## About this exercise
Look through the entries for the string "second" and copy every line where it shows up.

## The records
::::::::

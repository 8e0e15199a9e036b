// Copyright 2022 Webb Technologies Inc.
//
// Licensed under the Apache License, Version 2.0 (the "License");
// you may not use this file except in compliance with the License.
// You may obtain a copy of the License at
//
// http://www.apache.org/licenses/LICENSE-2.0
//
// Unless required by applicable law or agreed to in writing, software
// distributed under the License is distributed on an "AS IS" BASIS,
// WITHOUT WARRANTIES OR CONDITIONS OF ANY KIND, either express or implied.
// See the License for the specific language governing permissions and
// limitations under the License.
//
use std::str::FromStr;

use ethereum_types::{H160, H256};
use sp_core::crypto::{AccountId32, Ss58Codec};

use crate::types::ChainFamily;

/// Encodes an account into the 32 bytes the circuits take as public input.
///
/// EVM addresses are left padded with zeros, Substrate accounts (SS58 or
/// `0x` prefixed public keys) are their raw public key.
pub fn native_account_bytes(
    family: ChainFamily,
    account: &str,
) -> crate::Result<H256> {
    let invalid = |reason: &str| crate::Error::InvalidAccount {
        account: account.to_owned(),
        reason: reason.to_owned(),
    };
    match family {
        ChainFamily::Evm => {
            let hex = account
                .strip_prefix("0x")
                .ok_or_else(|| invalid("expected a 0x prefixed address"))?;
            if hex.len() != 40 {
                return Err(invalid("expected a 20 byte address"));
            }
            let address = H160::from_str(hex)
                .map_err(|_| invalid("address is not valid hex"))?;
            Ok(H256::from(address))
        }
        ChainFamily::Substrate => {
            if let Some(hex) = account.strip_prefix("0x") {
                if hex.len() != 64 {
                    return Err(invalid("expected a 32 byte public key"));
                }
                return H256::from_str(hex)
                    .map_err(|_| invalid("public key is not valid hex"));
            }
            let id = AccountId32::from_ss58check(account)
                .map_err(|e| invalid(&format!("{e:?}")))?;
            let raw: &[u8; 32] = id.as_ref();
            Ok(H256::from(*raw))
        }
    }
}

#[cfg(test)]
mod tests {
    use super::*;

    #[test]
    fn evm_addresses_are_left_padded() {
        let bytes = native_account_bytes(
            ChainFamily::Evm,
            "0xd24260c102b5d128cbefa0f655e5be3c2370677c",
        )
        .unwrap();
        assert_eq!(&bytes.as_bytes()[..12], &[0u8; 12]);
        assert_eq!(
            hex::encode(&bytes.as_bytes()[12..]),
            "d24260c102b5d128cbefa0f655e5be3c2370677c"
        );
    }

    #[test]
    fn substrate_accounts_decode_to_public_keys() {
        // Alice
        let bytes = native_account_bytes(
            ChainFamily::Substrate,
            "5GrwvaEF5zXb26Fz9rcQpDWS57CtERHpNehXCPcNoHGKutQY",
        )
        .unwrap();
        assert_eq!(
            hex::encode(bytes),
            "d43593c715fdd31c61141abd04a99fd6822c8558854ccde39a5684e7a56da27d"
        );
        let same = native_account_bytes(
            ChainFamily::Substrate,
            "0xd43593c715fdd31c61141abd04a99fd6822c8558854ccde39a5684e7a56da27d",
        )
        .unwrap();
        assert_eq!(bytes, same);
    }

    #[test]
    fn rejects_accounts_of_the_wrong_format() {
        let cases = [
            (ChainFamily::Evm, "d24260c102b5d128cbefa0f655e5be3c2370677c"),
            (ChainFamily::Evm, "0x1234"),
            (ChainFamily::Evm, "0xz24260c102b5d128cbefa0f655e5be3c2370677c"),
            (ChainFamily::Substrate, "5GrwvaEF5zXb26Fz9rcQpDWS57CtERHpNehXCPcNoHGKutQZ"),
            (ChainFamily::Substrate, "0xd43593"),
            (ChainFamily::Substrate, ""),
        ];
        for (family, account) in cases {
            assert!(matches!(
                native_account_bytes(family, account),
                Err(crate::Error::InvalidAccount { .. })
            ));
        }
    }
}
#[tokio::test]
async fn invalid_inputs_are_reported_before_starting() -> anyhow::Result<()> {
    let harness = HarnessBuilder::new().build();
    let mut rx = harness.withdrawer.subscribe();

    let err = harness
        .withdrawer
        .withdraw("webb://not-a-note", RECIPIENT)
        .await
        .unwrap_err();
    assert!(matches!(err, Error::MalformedNote(_)));

    let note = note(HERMES, HERMES, 15);
    let err = harness
        .withdrawer
        .withdraw(&note.serialize(), "0x1234")
        .await
        .unwrap_err();
    assert!(matches!(err, Error::InvalidAccount { .. }));

    let events = drain(&mut rx);
    assert_eq!(events.len(), 2);
    let WithdrawEvent::ValidationError(first) = &events[0] else {
        anyhow::bail!("unexpected event {:?}", events[0]);
    };
    assert!(first.note.is_some());
    assert!(first.recipient.is_none());
    let WithdrawEvent::ValidationError(second) = &events[1] else {
        anyhow::bail!("unexpected event {:?}", events[1]);
    };
    assert!(second.note.is_none());
    assert!(second.recipient.is_some());
    assert_eq!(harness.prover.calls(), 0);
    assert_eq!(harness.withdrawer.state(), WithdrawState::Ideal);
    Ok(())
}

#[tokio::test]
async fn notes_of_other_pools_are_not_found() -> anyhow::Result<()> {
    let harness = HarnessBuilder::new().build();
    let deposited = note(HERMES, HERMES, 17);
    harness.deposit(&deposited);
    let stranger = note(HERMES, HERMES, 19);

    let err = harness
        .withdrawer
        .withdraw(&stranger.serialize(), RECIPIENT)
        .await
        .unwrap_err();
    assert!(matches!(err, Error::LeafNotFound { .. }));
    assert_eq!(harness.prover.calls(), 0);
    Ok(())
}

#[tokio::test]
async fn self_submission_needs_an_account() -> anyhow::Result<()> {
    let harness = HarnessBuilder::new().without_signer().build();
    let note = note(HERMES, HERMES, 21);
    harness.deposit(&note);

    let err = harness
        .withdrawer
        .withdraw(&note.serialize(), RECIPIENT)
        .await
        .unwrap_err();
    assert!(matches!(err, Error::NoAccountAvailable));
    assert_eq!(harness.withdrawer.state(), WithdrawState::Ideal);
    Ok(())
}

#[tokio::test]
async fn cancelling_while_sending_has_no_effect() -> anyhow::Result<()> {
    let gate = Arc::new(Notify::new());
    let harness = HarnessBuilder::new().build();
    harness.hermes.set_submit_gate(gate.clone());
    let entered = harness.hermes.submit_entered();
    let note = note(HERMES, HERMES, 23);
    harness.deposit(&note);
    let mut rx = harness.withdrawer.subscribe();

    let raw = note.serialize();
    let withdraw = harness.withdrawer.withdraw(&raw, RECIPIENT);
    let cancel = async {
        entered.notified().await;
        assert_eq!(
            harness.withdrawer.state(),
            WithdrawState::SendingTransaction
        );
        let accepted = harness.withdrawer.cancel_withdraw();
        gate.notify_one();
        accepted
    };
    let (outcome, accepted) = tokio::join!(withdraw, cancel);
    assert!(!accepted);
    assert!(matches!(outcome?, WithdrawOutcome::Done(_)));
    assert_eq!(harness.hermes.submitted().len(), 1);

    let events = drain(&mut rx);
    assert!(!events.contains(&WithdrawEvent::Cancelled));
    assert!(states(&events)
        .ends_with(&[WithdrawState::Done, WithdrawState::Ideal]));
    Ok(())
}

#[tokio::test]
async fn declined_signatures_reject_the_withdrawal() -> anyhow::Result<()> {
    let harness = HarnessBuilder::new().build();
    harness.hermes.set_submit_outcome(SubmitOutcome::Reject);
    let note = note(HERMES, HERMES, 25);
    harness.deposit(&note);
    let mut rx = harness.withdrawer.subscribe();

    let err = harness
        .withdrawer
        .withdraw(&note.serialize(), RECIPIENT)
        .await
        .unwrap_err();
    assert!(matches!(err, Error::SubmissionRejected(_)));
    assert!(!err.is_retryable());
    assert!(harness.hermes.submitted().is_empty());
    assert_eq!(harness.withdrawer.state(), WithdrawState::Ideal);

    let events = drain(&mut rx);
    assert!(events.contains(&WithdrawEvent::Error(
        "Withdraw rejected: user rejected the request".into()
    )));
    assert!(events.iter().any(|e| matches!(
        e,
        WithdrawEvent::Transaction(TxNotification::Failed { reason, .. })
            if reason == "user rejected the request"
    )));
    assert!(states(&events).ends_with(&[
        WithdrawState::SendingTransaction,
        WithdrawState::Failed,
        WithdrawState::Ideal,
    ]));
    Ok(())
}

#[tokio::test]
async fn chain_rejections_fail_the_withdrawal() -> anyhow::Result<()> {
    let harness = HarnessBuilder::new().build();
    harness.hermes.set_submit_outcome(SubmitOutcome::Fail(
        "nullifier already spent".into(),
    ));
    let note = note(HERMES, HERMES, 27);
    harness.deposit(&note);
    let mut rx = harness.withdrawer.subscribe();

    let err = harness
        .withdrawer
        .withdraw(&note.serialize(), RECIPIENT)
        .await
        .unwrap_err();
    assert!(matches!(err, Error::SubmissionFailed(_)));

    let events = drain(&mut rx);
    assert!(events.contains(&WithdrawEvent::Error(
        "Withdraw failed: nullifier already spent".into()
    )));
    assert!(events.iter().any(|e| matches!(
        e,
        WithdrawEvent::Transaction(TxNotification::Failed { reason, .. })
            if reason == "nullifier already spent"
    )));
    assert!(states(&events).ends_with(&[
        WithdrawState::SendingTransaction,
        WithdrawState::Failed,
        WithdrawState::Ideal,
    ]));

    harness.hermes.set_submit_outcome(SubmitOutcome::Finalize);
    let outcome = harness
        .withdrawer
        .withdraw(&note.serialize(), RECIPIENT)
        .await?;
    assert!(matches!(outcome, WithdrawOutcome::Done(_)));
    Ok(())
}

#[tokio::test(start_paused = true)]
async fn new_withdrawals_drop_the_retained_one() -> anyhow::Result<()> {
    let harness = HarnessBuilder::new()
        .relayer_frames(ScriptedConnector::hanging(vec![
            CommandResponse::Withdraw(WithdrawStatus::Sent),
        ]))
        .build();
    let timed_out = note(HERMES, HERMES, 29);
    harness.deposit(&timed_out);
    harness.withdrawer.set_relayer(Some(relayer(0.01)));
    let err = harness
        .withdrawer
        .withdraw(&timed_out.serialize(), RECIPIENT)
        .await
        .unwrap_err();
    assert!(matches!(err, Error::RelayerTimeout { .. }));
    assert!(harness.withdrawer.has_retained());

    harness.withdrawer.set_relayer(None);
    let next = note(HERMES, HERMES, 31);
    harness.deposit(&next);
    let outcome = harness
        .withdrawer
        .withdraw(&next.serialize(), RECIPIENT)
        .await?;
    assert!(matches!(outcome, WithdrawOutcome::Done(_)));
    assert!(!harness.withdrawer.has_retained());
    assert!(harness.withdrawer.resubmit_directly().await.is_err());

    // only the new withdrawal was submitted, without a relayer fee
    let submitted = harness.hermes.submitted();
    assert_eq!(submitted.len(), 1);
    assert_eq!(submitted[0].relayer, RECIPIENT);
    assert!(submitted[0].fee.is_zero());
    Ok(())
}

#[tokio::test]
async fn every_invalid_input_is_reported_at_once() -> anyhow::Result<()> {
    let harness = HarnessBuilder::new().build();
    let mut rx = harness.withdrawer.subscribe();

    let err = harness
        .withdrawer
        .withdraw("webb://not-a-note", "nobody")
        .await
        .unwrap_err();
    assert!(err.is_validation());

    let events = drain(&mut rx);
    assert_eq!(events.len(), 1);
    let WithdrawEvent::ValidationError(errors) = &events[0] else {
        anyhow::bail!("unexpected event {:?}", events[0]);
    };
    assert!(errors
        .note
        .as_deref()
        .map_or(false, |e| e.starts_with("Malformed note")));
    assert!(errors
        .recipient
        .as_deref()
        .map_or(false, |e| e.starts_with("Invalid account nobody")));
    assert_eq!(harness.withdrawer.state(), WithdrawState::Ideal);
    Ok(())
}
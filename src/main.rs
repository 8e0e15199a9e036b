// Copyright 2022 Webb Technologies Inc.
//
// Licensed under the Apache License, Version 2.0 (the "License");
// you may not use this file except in compliance with the License.
// You may obtain a copy of the License at
//
// http://www.apache.org/licenses/LICENSE-2.0
//
// Unless required by applicable law or agreed to in writing, software
// distributed under the License is distributed on an "AS IS" BASIS,
// WITHOUT WARRANTIES OR CONDITIONS OF ANY KIND, either express or implied.
// See the License for the specific language governing permissions and
// limitations under the License.
//
#![deny(unsafe_code)]

use std::sync::Arc;

use anyhow::Context;
use ethereum_types::U256;

use webb_withdraw::backend::ChainDataSource;
use webb_withdraw::config::cli::{
    create_store, load_config, setup_logger, Command, Opts,
};
use webb_withdraw::context::WithdrawContext;
use webb_withdraw::merkle::{MerkleTree, PoseidonHasher};
use webb_withdraw::note::Note;
use webb_withdraw::relayer::{calculate_fee, RelayerQuery};
use webb_withdraw::types::{PoolId, TypedChainId};

#[paw::main]
#[tokio::main]
async fn main(args: Opts) -> anyhow::Result<()> {
    setup_logger(args.verbose)?;
    match dotenv::dotenv() {
        Ok(_) => {
            tracing::trace!("Loaded .env file");
        }
        Err(e) => {
            tracing::warn!("Failed to load .env file: {}", e);
        }
    }
    let config = load_config(args.config_dir.clone())?;
    let store = create_store(&args)?;
    let ctx = WithdrawContext::new(config, Arc::new(store));
    tracing::event!(
        target: webb_withdraw::probe::TARGET,
        tracing::Level::DEBUG,
        kind = %webb_withdraw::probe::Kind::Lifecycle,
        started = true
    );
    match &args.command {
        Command::InspectNote { note } => inspect_note(note)?,
        Command::Relayers { chain } => list_relayers(&ctx, *chain).await,
        Command::Fee { note } => quote_fees(&ctx, note).await?,
        Command::Leaves { chain, address } => {
            fetch_leaves(&ctx, PoolId::new(*chain, address.as_str())).await?
        }
        Command::Roots { chain, address } => {
            read_roots(&ctx, PoolId::new(*chain, address.as_str())).await?
        }
    }
    tracing::event!(
        target: webb_withdraw::probe::TARGET,
        tracing::Level::DEBUG,
        kind = %webb_withdraw::probe::Kind::Lifecycle,
        shutdown = true
    );
    Ok(())
}

fn inspect_note(raw: &str) -> anyhow::Result<()> {
    let note: Note = raw.parse()?;
    let hasher = PoseidonHasher::new();
    println!("version:        {}", note.version());
    println!("backend:        {}", note.backend());
    println!("curve:          {}", note.curve());
    println!("source chain:   {}", note.source_chain_id());
    println!("dest chain:     {}", note.dest_chain_id());
    println!("token:          {}", note.token_symbol());
    println!("amount:         {}", note.amount());
    println!("denomination:   {}", note.denomination());
    println!("cross chain:    {}", note.is_cross_chain());
    println!("commitment:     {:?}", note.leaf_commitment(&hasher)?);
    println!("nullifier hash: {:?}", note.nullifier_hash(&hasher)?);
    Ok(())
}

async fn list_relayers(ctx: &WithdrawContext, chain: Option<TypedChainId>) {
    let manager = ctx.relayer_manager();
    let relayers = match chain {
        Some(chain_id) => {
            manager.discover(&RelayerQuery::chain(chain_id)).await
        }
        None => manager.relayers().await,
    };
    if relayers.is_empty() {
        println!("no reachable relayer");
        return;
    }
    for relayer in relayers {
        println!("{}", relayer);
        for supported in &relayer.chains {
            if chain.map_or(false, |c| c != supported.chain_id) {
                continue;
            }
            let beneficiary = supported.beneficiary.as_deref().unwrap_or("-");
            println!("  {} (beneficiary {})", supported.chain_id, beneficiary);
            for contract in &supported.contracts {
                println!(
                    "    {} {} {} fee {}%",
                    contract.address,
                    contract.token_symbol.as_deref().unwrap_or("?"),
                    contract.size.map(|s| s.to_string()).unwrap_or_default(),
                    contract.withdraw_fee_percentage * 100.0,
                );
            }
        }
    }
}

async fn quote_fees(ctx: &WithdrawContext, raw: &str) -> anyhow::Result<()> {
    let note: Note = raw.parse()?;
    let pool = ctx.config.resolve_pool(
        note.dest_chain_id(),
        note.token_symbol(),
        note.amount(),
    )?;
    let principle = parse_units(note.amount(), note.denomination())
        .with_context(|| format!("bad note amount {}", note.amount()))?;
    let relayers = ctx
        .relayer_manager()
        .discover(&RelayerQuery {
            address: Some(pool.address.clone()),
            ..RelayerQuery::chain(pool.chain_id)
        })
        .await;
    if relayers.is_empty() {
        println!("no relayer relays for {}", pool);
        return Ok(());
    }
    for relayer in relayers {
        let Some(contract) = relayer.contract(&pool) else {
            continue;
        };
        let fee = calculate_fee(contract.withdraw_fee_percentage, principle);
        println!(
            "{}: {}% = {} of {}",
            relayer,
            contract.withdraw_fee_percentage * 100.0,
            fee,
            principle
        );
    }
    Ok(())
}

async fn fetch_leaves(
    ctx: &WithdrawContext,
    pool: PoolId,
) -> anyhow::Result<()> {
    let synchronizer = ctx.synchronizer();
    let leaves = match ctx.backends()?.get(pool.chain_id) {
        Ok(backend) => {
            tracing::info!("Fetching the leaves of {} from its chain", pool);
            synchronizer.fetch_leaves(&*backend, &pool).await?
        }
        Err(_) => {
            let relayer = ctx
                .relayer_manager()
                .random_for_pool(&pool)
                .await
                .with_context(|| {
                    format!("no chain or relayer serves the leaves of {}", pool)
                })?;
            tracing::info!("Fetching the leaves of {} from {}", pool, relayer);
            let source = ctx.relayer_leaves_source(relayer.endpoint.clone());
            synchronizer.fetch_uncached(&source, &pool).await?
        }
    };
    let tree = MerkleTree::new(&PoseidonHasher::new(), &leaves)?;
    println!("pool:   {}", pool);
    println!("leaves: {}", leaves.len());
    println!("root:   {:?}", tree.root());
    Ok(())
}

async fn read_roots(ctx: &WithdrawContext, pool: PoolId) -> anyhow::Result<()> {
    let backend = ctx
        .backends()?
        .get(pool.chain_id)
        .with_context(|| format!("{} is not configured", pool.chain_id))?;
    println!("pool:           {}", pool);
    println!("latest root:    {:?}", backend.get_latest_root(&pool).await?);
    for root in backend.get_neighbor_roots(&pool).await? {
        println!("neighbor root:  {:?}", root);
    }
    println!("denomination:   {}", backend.denomination(&pool).await?);
    Ok(())
}

/// Scales a decimal amount, like `0.5`, to the asset's smallest unit.
fn parse_units(amount: &str, decimals: u8) -> anyhow::Result<U256> {
    let (whole, fraction) = amount.split_once('.').unwrap_or((amount, ""));
    let fraction = fraction.trim_end_matches('0');
    anyhow::ensure!(
        fraction.len() <= decimals as usize,
        "more than {} decimals",
        decimals
    );
    let digits = format!("{whole}{fraction:0<width$}", width = decimals as usize);
    anyhow::ensure!(
        !digits.is_empty() && digits.bytes().all(|b| b.is_ascii_digit()),
        "not a number"
    );
    Ok(U256::from_dec_str(&digits)?)
}

#[cfg(test)]
mod tests {
    use super::*;

    #[test]
    fn scales_decimal_amounts() -> anyhow::Result<()> {
        assert_eq!(parse_units("10", 2)?, U256::from(1000));
        assert_eq!(parse_units("0.5", 18)?, U256::exp10(17));
        assert_eq!(parse_units("1.250", 2)?, U256::from(125));
        assert!(parse_units("0.001", 2).is_err());
        assert!(parse_units("ten", 2).is_err());
        Ok(())
    }
}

::::::::

## Answer
    let WithdrawEvent::ValidationError(second) = &events[1] else {
    assert!(second.note.is_none());
    assert!(second.recipient.is_some());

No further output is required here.